Wednesday, March 7, 2012

Competition Is for Losers


By 

Expert Author Frank Hynes
The title of this article will appear as anathema for the millions of us who have been accustomed to hearing the aggressive management-speak of the last twenty or so years this is so often fond of paraphrasing the principals of Darwinian evolution into distorted cliche's like 'only the strongest survive'. We have been so bludgeoned by endless repetition of this dogma that few of us are capable of questioning it, but the time to question it is now. Evolutionary Biology, like its subject matter, has not stood still this last few decades, and theoreticians of all hues are developing a deeper understanding of what it means to compete, and when it's an optimal strategy, and when it's not - when co-operation can trump it.

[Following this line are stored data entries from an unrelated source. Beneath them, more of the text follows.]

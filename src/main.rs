use std::{
    path::{Path, PathBuf},
    thread,
};

use clap::{Parser, Subcommand};
use log::{info, warn};
use pitwall::{
    AccelerationConfig, AccelerationSummary, Accelerations, AnalysisConfig, DerivativeMethod,
    PitwallError, TelemetryTable, compute_accelerations_with, telemetry::load_telemetry_jsonl,
    writer::write_accelerations,
};

#[derive(Parser, Debug)]
#[command(version, about, long_about = None)]
#[command(propagate_version = true)]
struct Args {
    #[command(subcommand)]
    command: Commands,
}

#[derive(Subcommand, Debug)]
enum Commands {
    /// Compute acceleration traces for a single lap
    Accel {
        #[arg(short, long)]
        input: PathBuf,

        #[arg(short, long)]
        output: Option<PathBuf>,

        #[arg(short, long, value_enum)]
        method: Option<DerivativeMethod>,
    },
    /// Compare peak accelerations between two laps
    Compare {
        #[arg(short, long)]
        first: PathBuf,

        #[arg(short, long)]
        second: PathBuf,

        #[arg(short, long, value_enum)]
        method: Option<DerivativeMethod>,
    },
}

fn analyze_lap(
    input: &Path,
    config: &AccelerationConfig,
) -> Result<(TelemetryTable, Accelerations), PitwallError> {
    let telemetry = load_telemetry_jsonl(input)?;
    let accelerations = compute_accelerations_with(&telemetry, config)?;
    Ok((telemetry, accelerations))
}

fn print_summary(label: &str, summary: &AccelerationSummary) {
    println!("{}", label);
    println!(
        "  peak braking   {:>6.2} g @ {:.0} m",
        summary.peak_braking.g, summary.peak_braking.distance_m
    );
    println!(
        "  peak traction  {:>6.2} g @ {:.0} m",
        summary.peak_traction.g, summary.peak_traction.distance_m
    );
    println!(
        "  peak lateral   {:>6.2} g @ {:.0} m",
        summary.peak_lateral.g, summary.peak_lateral.distance_m
    );
}

fn accel(
    input: &Path,
    output: Option<&Path>,
    config: &AccelerationConfig,
) -> Result<(), PitwallError> {
    let (telemetry, accelerations) = analyze_lap(input, config)?;

    if let Some(summary) = accelerations.summarize(telemetry.distance()) {
        print_summary(&format!("{}", input.display()), &summary);
    }

    if let Some(output_file) = output {
        write_accelerations(output_file, &accelerations.samples(telemetry.distance()))?;
        info!(
            "Wrote {} acceleration samples to {:?}",
            accelerations.len(),
            output_file
        );
    }
    Ok(())
}

fn compare(first: &Path, second: &Path, config: &AccelerationConfig) -> Result<(), PitwallError> {
    // the two laps share nothing, analyse them side by side
    let (first_lap, second_lap) = thread::scope(|s| {
        let first_handle = s.spawn(|| analyze_lap(first, config));
        let second_handle = s.spawn(|| analyze_lap(second, config));
        (
            first_handle.join().expect("lap analysis thread panicked"),
            second_handle.join().expect("lap analysis thread panicked"),
        )
    });

    for (path, lap) in [(first, first_lap?), (second, second_lap?)] {
        let (telemetry, accelerations) = lap;
        match accelerations.summarize(telemetry.distance()) {
            Some(summary) => print_summary(&format!("{}", path.display()), &summary),
            None => warn!("No acceleration data for {:?}", path),
        }
    }
    Ok(())
}

fn main() {
    colog::init();

    let cli = Args::parse();
    let mut config = AnalysisConfig::from_local_file().unwrap_or_default();

    match &cli.command {
        Commands::Accel {
            input,
            output,
            method,
        } => {
            if let Some(method) = method {
                config.acceleration.method = *method;
            }
            accel(input, output.as_deref(), &config.acceleration)
                .expect("Error while computing accelerations");
        }
        Commands::Compare {
            first,
            second,
            method,
        } => {
            if let Some(method) = method {
                config.acceleration.method = *method;
            }
            compare(first, second, &config.acceleration).expect("Error while comparing laps");
        }
    };
}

This is a complex area so we'll do well to clean up one or two of the most common mistaken beliefs about evolution before we can build on a more solid foundation. Evolution doesn't give a damn about successfully competing individuals. Think about a disease that overwhelms its host and kills it, then the virus that caused the disease dies too, having no host left to live on. The virus population sure was successful in overwhelming the host's immune system, so how come its reward for doing so well is its own extinction? Obviously the answer lies in understanding what really wins, and the answer is the virus as a species, or put more broadly, the virus as a group. During the period it was active in an infected host, that host will have been spreading the disease, the virus jumps hosts, maybe even jumps species, as it's spread continues to grow. What does it matter to evolution if every successful instance of it dies off? Not at all, given that the total virus population is growing ever bigger. Evolution doesn't care about the individual. If only those overly ambitious executives had understood that, they would perhaps have indulged in their self serving 'survival of the fittest' mantra a little less often and spent more time worrying about how extra-vulnerable their failure to grasp the subtleties of what it means to be 'fittest' actually made them.

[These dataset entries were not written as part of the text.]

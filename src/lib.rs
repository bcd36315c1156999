// Library interface for pitwall
// This allows integration tests and benches to access internal modules

pub mod analysis;
pub mod config;
pub mod errors;
pub mod telemetry;
pub mod writer;

// Re-export commonly used types
pub use analysis::{
    AccelerationConfig, AccelerationSummary, Accelerations, DerivativeMethod,
    compute_accelerations, compute_accelerations_with,
};
pub use config::AnalysisConfig;
pub use errors::PitwallError;
pub use telemetry::{TelemetrySample, TelemetryTable};
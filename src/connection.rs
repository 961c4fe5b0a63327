/*
 * smtpd - embeddable SMTP server
 * Copyright (C) 2022 the smtpd developers
 *
 * This program is free software: you can redistribute it and/or modify it under
 * the terms of the GNU General Public License as published by the Free Software
 * Foundation, either version 3 of the License, or any later version.
 *
 *  This program is distributed in the hope that it will be useful, but WITHOUT
 * ANY WARRANTY; without even the implied warranty of MERCHANTABILITY or FITNESS
 * FOR A PARTICULAR PURPOSE.  See the GNU General Public License for more details.
 *
 * You should have received a copy of the GNU General Public License along with
 * this program. If not, see https://www.gnu.org/licenses/.
 *
*/
use anyhow::Context;

use crate::auth::Principal;
use crate::config::Config;
use crate::error::SmtpError;
use crate::log_channel::RECEIVER;
use crate::message::Address;

/// Object-safe alias for the byte streams a session can run over.
pub trait AsyncReadAndWrite:
    tokio::io::AsyncRead + tokio::io::AsyncWrite + Send + Unpin
{
}
impl<T: tokio::io::AsyncRead + tokio::io::AsyncWrite + Send + Unpin> AsyncReadAndWrite for T {}

pub type BoxedAsyncReadAndWrite = Box<dyn AsyncReadAndWrite>;

/// Deadline of the STARTTLS handshake, independent of the I/O timeouts.
const TLS_HANDSHAKE_TIMEOUT: std::time::Duration = std::time::Duration::from_secs(10);

/// Growth cap of the line buffer; a client pushing more than this without a
/// line terminator is not speaking SMTP.
const MAX_BUFFERED_LINE: usize = 1024 * 1024;

/// One accepted client connection and its session state.
///
/// The stream is held behind `Option<Box<dyn ..>>` so that STARTTLS can take
/// the clear-text stream out, run the handshake, and put the encrypted stream
/// back without the session loop ever seeing the swap.
pub struct Connection {
    stream: Option<BoxedAsyncReadAndWrite>,
    read_buffer: Vec<u8>,
    config: std::sync::Arc<Config>,

    /// peer socket address
    pub client_addr: std::net::SocketAddr,
    /// true once a STARTTLS handshake succeeded; never reverts
    pub is_tls: bool,
    /// principal established by a successful AUTH
    pub user: Option<std::sync::Arc<dyn Principal>>,
    /// reverse-path of the open transaction
    pub from_addr: Option<Address>,
    /// forward-paths accumulated by RCPT
    pub to_addr: Vec<Address>,
    /// unrecognised-command tally for this session
    pub errors: u64,

    transaction: bool,
}

impl Connection {
    pub fn new(
        stream: impl AsyncReadAndWrite + 'static,
        client_addr: std::net::SocketAddr,
        config: std::sync::Arc<Config>,
    ) -> Self {
        Self {
            stream: Some(Box::new(stream)),
            read_buffer: Vec::with_capacity(1024),
            config,
            client_addr,
            is_tls: false,
            user: None,
            from_addr: None,
            to_addr: vec![],
            errors: 0,
            transaction: false,
        }
    }

    /// A connection that is encrypted from the first byte (SMTPS port 465,
    /// or a unit test that wants TLS-only behaviour without a handshake).
    pub fn tunneled(
        stream: impl AsyncReadAndWrite + 'static,
        client_addr: std::net::SocketAddr,
        config: std::sync::Arc<Config>,
    ) -> Self {
        Self {
            is_tls: true,
            ..Self::new(stream, client_addr, config)
        }
    }

    pub fn config(&self) -> &Config {
        &self.config
    }

    /// Open a MAIL transaction.
    ///
    /// # Errors
    ///
    /// * a transaction is already open
    pub fn start_tx(&mut self, from: Address) -> Result<(), SmtpError> {
        if self.transaction {
            return Err(SmtpError::transaction());
        }
        self.transaction = true;
        self.from_addr = Some(from);
        Ok(())
    }

    /// Close the open MAIL transaction, clearing its paths.
    ///
    /// # Errors
    ///
    /// * no transaction is open
    pub fn end_tx(&mut self) -> Result<(), SmtpError> {
        if !self.transaction {
            return Err(SmtpError::transaction());
        }
        self.transaction = false;
        self.from_addr = None;
        self.to_addr.clear();
        Ok(())
    }

    pub fn is_tx_open(&self) -> bool {
        self.transaction
    }

    /// Drop the authenticated user and any transaction state (RSET, EHLO).
    pub fn reset(&mut self) {
        self.user = None;
        self.from_addr = None;
        self.to_addr.clear();
        self.transaction = false;
    }
}

impl Connection {
    /// Read one CRLF-terminated line, terminator stripped. The read deadline
    /// is armed when the call enters.
    ///
    /// # Errors
    ///
    /// * timeout, EOF, malformed UTF-8, or a transport error
    pub async fn read_line(&mut self) -> std::io::Result<String> {
        let deadline = tokio::time::Instant::now() + self.config.read_timeout;
        self.read_line_at(deadline).await
    }

    async fn read_line_at(&mut self, deadline: tokio::time::Instant) -> std::io::Result<String> {
        loop {
            if let Some(i) = self
                .read_buffer
                .windows(2)
                .position(|window| window == b"\r\n")
            {
                let line = String::from_utf8(self.read_buffer[..i].to_vec()).map_err(|e| {
                    std::io::Error::new(std::io::ErrorKind::InvalidData, e)
                })?;
                self.read_buffer.drain(..i + 2);
                log::trace!(target: RECEIVER, "recv=\"{}\"", line);
                return Ok(line);
            }
            if self.read_buffer.len() > MAX_BUFFERED_LINE {
                return Err(std::io::Error::new(
                    std::io::ErrorKind::InvalidData,
                    "line too long",
                ));
            }

            let stream = self.stream.as_mut().ok_or_else(|| {
                std::io::Error::new(std::io::ErrorKind::NotConnected, "stream taken")
            })?;
            let mut data = [0_u8; 1024];
            let read = tokio::time::timeout_at(
                deadline,
                tokio::io::AsyncReadExt::read(stream, &mut data),
            )
            .await
            .map_err(|e| std::io::Error::new(std::io::ErrorKind::TimedOut, e))??;
            if read == 0 {
                return Err(std::io::Error::new(
                    std::io::ErrorKind::UnexpectedEof,
                    "client disconnected",
                ));
            }
            self.read_buffer.extend_from_slice(&data[..read]);
        }
    }

    /// Read a command line and split it into an upper-cased verb and its
    /// arguments.
    ///
    /// # Errors
    ///
    /// * see [`Connection::read_line`]
    pub async fn read_command(&mut self) -> std::io::Result<(String, String)> {
        let line = self.read_line().await?;
        Ok(match line.split_once(' ') {
            Some((verb, args)) => (verb.to_uppercase(), args.to_string()),
            None => (line.to_uppercase(), String::new()),
        })
    }

    /// Read a dot-terminated DATA payload, removing dot-stuffing and joining
    /// the lines with `\n`. A single deadline covers the whole payload.
    ///
    /// # Errors
    ///
    /// * a 552-coded [`SmtpError`] when the payload exceeds `max_size`
    ///   (the payload is still drained up to the terminator)
    /// * see [`Connection::read_line`]
    pub async fn read_data(&mut self) -> anyhow::Result<String> {
        let deadline = tokio::time::Instant::now() + self.config.read_timeout;
        let max_size = self.config.max_size;

        let mut lines = Vec::new();
        let mut received = 0_usize;
        loop {
            let line = self.read_line_at(deadline).await?;
            if line == "." {
                break;
            }
            let line = line.strip_prefix('.').map_or(line.as_str(), |rest| rest);
            received += line.len() + 1;
            if max_size == 0 || received <= max_size {
                lines.push(line.to_string());
            }
        }

        if max_size != 0 && received > max_size {
            return Err(SmtpError::new(
                552,
                format!("Message exceeds fixed maximum message size of {max_size}"),
            )
            .into());
        }
        Ok(lines.join("\n"))
    }

    /// Write `"<code> <text>\r\n"`. The write deadline is armed on entry.
    ///
    /// # Errors
    ///
    /// * timeout or a transport error
    pub async fn write_reply(&mut self, code: u16, text: &str) -> std::io::Result<()> {
        self.write_raw(&format!("{code} {text}\r\n")).await
    }

    /// Write a `250-` continuation line of an EHLO response.
    ///
    /// # Errors
    ///
    /// * timeout or a transport error
    pub async fn write_ehlo_line(&mut self, text: &str) -> std::io::Result<()> {
        self.write_raw(&format!("250-{text}\r\n")).await
    }

    async fn write_raw(&mut self, reply: &str) -> std::io::Result<()> {
        log::trace!(target: RECEIVER, "send=\"{}\"", reply.trim_end());
        let deadline = tokio::time::Instant::now() + self.config.write_timeout;
        let stream = self.stream.as_mut().ok_or_else(|| {
            std::io::Error::new(std::io::ErrorKind::NotConnected, "stream taken")
        })?;
        tokio::time::timeout_at(deadline, async {
            tokio::io::AsyncWriteExt::write_all(stream, reply.as_bytes()).await?;
            tokio::io::AsyncWriteExt::flush(stream).await
        })
        .await
        .map_err(|e| std::io::Error::new(std::io::ErrorKind::TimedOut, e))?
    }

    /// Run the server side of a TLS handshake over the current stream and
    /// continue the session on the encrypted stream. The authenticated user,
    /// the error tally and the timeouts carry over.
    ///
    /// # Errors
    ///
    /// * the handshake fails or exceeds its 10 second deadline; the
    ///   connection is unusable afterwards and must be dropped
    pub async fn upgrade_tls(
        &mut self,
        acceptor: tokio_rustls::TlsAcceptor,
    ) -> anyhow::Result<()> {
        let stream = self
            .stream
            .take()
            .context("stream already taken for an upgrade")?;
        let tls_stream = tokio::time::timeout(TLS_HANDSHAKE_TIMEOUT, acceptor.accept(stream))
            .await
            .context("TLS handshake timed out")?
            .context("TLS handshake failed")?;

        // clear-text bytes buffered before the handshake must not be
        // interpreted as part of the encrypted session
        self.read_buffer.clear();
        self.stream.replace(Box::new(tls_stream));
        self.is_tls = true;

        log::info!(target: RECEIVER, "{} upgraded to TLS", self.client_addr);
        Ok(())
    }
}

So where does this leave us, as both individuals and as a society? The answer is both shocking and yet, once it has been introduced and adequately explained, shockingly obvious. New developments in Evolutionary Biology have brought such specialists to the attention of Economists, who are keen to explore the relationship between economic growth and evolutionary theory, and the extent to which biological models can predict the success of failure of various economic strategies. The findings have implications that extend far beyond the sphere of economics and into everyday life. Our society can be most usefully understood not as billions of individuals, but as millions of groups of varying sizes. We are each of us a member of at least one group: we are part of our employers business, we are part of our running club, we are part of our township, and so on. In most cases, each of these groups is competing with similar groups for scarce resources. So which of these groups is most likely to succeed? To learn the answer we need to consider how the groups are variously constituted. Some will be made up of competing individuals. Others will be made up of co-operating individuals. Unsurprisingly perhaps, it turns out that the groups made up of co-operating individuals always out-perform groups that are made up of competing individuals, because the co-operating individuals function more efficiently as a group - and here we are once more, witnessing the group, not the individual, as the only unit of currency that counts in terms of evolution.

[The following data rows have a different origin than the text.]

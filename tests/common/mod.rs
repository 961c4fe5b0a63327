/*
 * smtpd - embeddable SMTP server
 * Copyright (C) 2022 the smtpd developers
 *
 * This program is free software: you can redistribute it and/or modify it under
 * the terms of the GNU General Public License as published by the Free Software
 * Foundation, either version 3 of the License, or any later version.
 *
 *  This program is distributed in the hope that it will be useful, but WITHOUT
 * ANY WARRANTY; without even the implied warranty of MERCHANTABILITY or FITNESS
 * FOR A PARTICULAR PURPOSE.  See the GNU General Public License for more details.
 *
 * You should have received a copy of the GNU General Public License along with
 * this program. If not, see https://www.gnu.org/licenses/.
 *
*/

//! Shared harness: in-memory sessions over duplex streams, a recording
//! message handler, and a minimal scripted SMTP client.

#![allow(dead_code)]

use tokio::io::{AsyncReadExt, AsyncWriteExt};

use smtpd::{Connection, Message, OnMessage, Server};

pub const CLIENT_ADDR: &str = "127.0.0.1:0";

/// Message handler that records everything it receives.
#[derive(Clone, Default)]
pub struct Recorder {
    messages: std::sync::Arc<std::sync::Mutex<Vec<Message>>>,
}

impl Recorder {
    pub fn messages(&self) -> Vec<Message> {
        self.messages.lock().unwrap().clone()
    }
}

#[async_trait::async_trait]
impl OnMessage for Recorder {
    async fn on_message(&self, message: &Message) -> anyhow::Result<()> {
        self.messages.lock().unwrap().push(message.clone());
        Ok(())
    }
}

/// Feed a scripted client dialogue to a fresh plain-text session and return
/// everything the server wrote.
pub async fn run_session(server: &Server, input: &str) -> String {
    let (client, server_end) = tokio::io::duplex(1 << 20);
    let conn = Connection::new(
        server_end,
        CLIENT_ADDR.parse().unwrap(),
        std::sync::Arc::new(server.config().clone()),
    );
    run_session_inner(server, conn, client, input).await
}

/// Same as [`run_session`] on a connection that is TLS from the first byte.
pub async fn run_tunneled_session(server: &Server, input: &str) -> String {
    let (client, server_end) = tokio::io::duplex(1 << 20);
    let conn = Connection::tunneled(
        server_end,
        CLIENT_ADDR.parse().unwrap(),
        std::sync::Arc::new(server.config().clone()),
    );
    run_session_inner(server, conn, client, input).await
}

async fn run_session_inner(
    server: &Server,
    mut conn: Connection,
    mut client: tokio::io::DuplexStream,
    input: &str,
) -> String {
    client.write_all(input.as_bytes()).await.unwrap();
    client.shutdown().await.unwrap();

    server
        .handle_connection(&mut conn)
        .await
        .expect("session must end without a transport error");

    // closing the server end lets the drain below hit end-of-stream
    drop(conn);

    let mut output = String::new();
    client.read_to_string(&mut output).await.unwrap();
    output
}

/// The reply lines of a captured session, CRLF terminators stripped.
pub fn reply_lines(output: &str) -> Vec<&str> {
    output
        .split("\r\n")
        .filter(|line| !line.is_empty())
        .collect()
}

/// Minimal line-oriented SMTP client for interactive tests, generic over the
/// stream so the same code drives clear-text and TLS sessions.
pub struct Client<S> {
    pub stream: S,
    buffer: Vec<u8>,
}

impl<S: tokio::io::AsyncRead + tokio::io::AsyncWrite + Unpin> Client<S> {
    pub fn new(stream: S) -> Self {
        Self {
            stream,
            buffer: vec![],
        }
    }

    /// Hand back the raw stream, e.g. to wrap it in a TLS connector.
    /// Any bytes buffered beyond the last read line are dropped.
    pub fn into_inner(self) -> S {
        self.stream
    }

    pub async fn read_line(&mut self) -> String {
        loop {
            if let Some(i) = self.buffer.windows(2).position(|w| w == b"\r\n") {
                let line = String::from_utf8(self.buffer[..i].to_vec()).unwrap();
                self.buffer.drain(..i + 2);
                return line;
            }
            let mut data = [0_u8; 1024];
            let read = self.stream.read(&mut data).await.unwrap();
            assert!(read > 0, "server closed the connection mid-line");
            self.buffer.extend_from_slice(&data[..read]);
        }
    }

    /// Read a whole reply, following `250-` style continuation lines until
    /// the final `<code><space>` line.
    pub async fn read_reply(&mut self) -> Vec<String> {
        let mut lines = vec![];
        loop {
            let line = self.read_line().await;
            let done = line.len() < 4 || line.as_bytes()[3] != b'-';
            lines.push(line);
            if done {
                return lines;
            }
        }
    }

    pub async fn send_line(&mut self, line: &str) {
        self.stream.write_all(line.as_bytes()).await.unwrap();
        self.stream.write_all(b"\r\n").await.unwrap();
        self.stream.flush().await.unwrap();
    }
}

/// Spawn a server session over a duplex pipe and hand the client end back.
pub fn spawn_session(
    server: Server,
) -> (Client<tokio::io::DuplexStream>, tokio::task::JoinHandle<()>) {
    spawn_session_inner(server, false)
}

/// Same as [`spawn_session`] with the server side already under TLS.
pub fn spawn_tunneled_session(
    server: Server,
) -> (Client<tokio::io::DuplexStream>, tokio::task::JoinHandle<()>) {
    spawn_session_inner(server, true)
}

fn spawn_session_inner(
    server: Server,
    tunneled: bool,
) -> (Client<tokio::io::DuplexStream>, tokio::task::JoinHandle<()>) {
    let (client, server_end) = tokio::io::duplex(1 << 20);
    let handle = tokio::spawn(async move {
        let config = std::sync::Arc::new(server.config().clone());
        let addr = CLIENT_ADDR.parse().unwrap();
        let mut conn = if tunneled {
            Connection::tunneled(server_end, addr, config)
        } else {
            Connection::new(server_end, addr, config)
        };
        if let Err(error) = server.handle_connection(&mut conn).await {
            // TLS handshake failures and client hangups land here; the
            // individual test decides whether that is expected
            eprintln!("session ended with: {error:#}");
        }
    });
    (Client::new(client), handle)
}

There is a kind of 'trickle down effect' that is taking this awareness from the giddy heights of high finance, where the realisation that the dog-eat-dog model of traditional capitalism might not necessarily be the healthiest schema for a robust economy to hinge on, into smaller groups, like the neighbourhood and the family unit. Sharing is becoming the strategy of choice in enjoying limited resources, and while the acquisitive, possessive imperative that we used to take for granted is starting to come into question, people are finding the idea of pooling anything from land to skill sets to possessions to be a new and exciting way of getting things done. They are half right. As a model of social and economic exchange it used to be known as barter, but while a superficial analysis might assume we are turning full circle, the truth is that we, as a society, are simply responding to change in the most adaptive, most appropriate way possible. Sharing things makes sense in a world we are starting to see as really quite small and really so finite in its capacity to feed our demands, and this is perfect, because sharing requires co-operation and co-operation trumps competition, every time.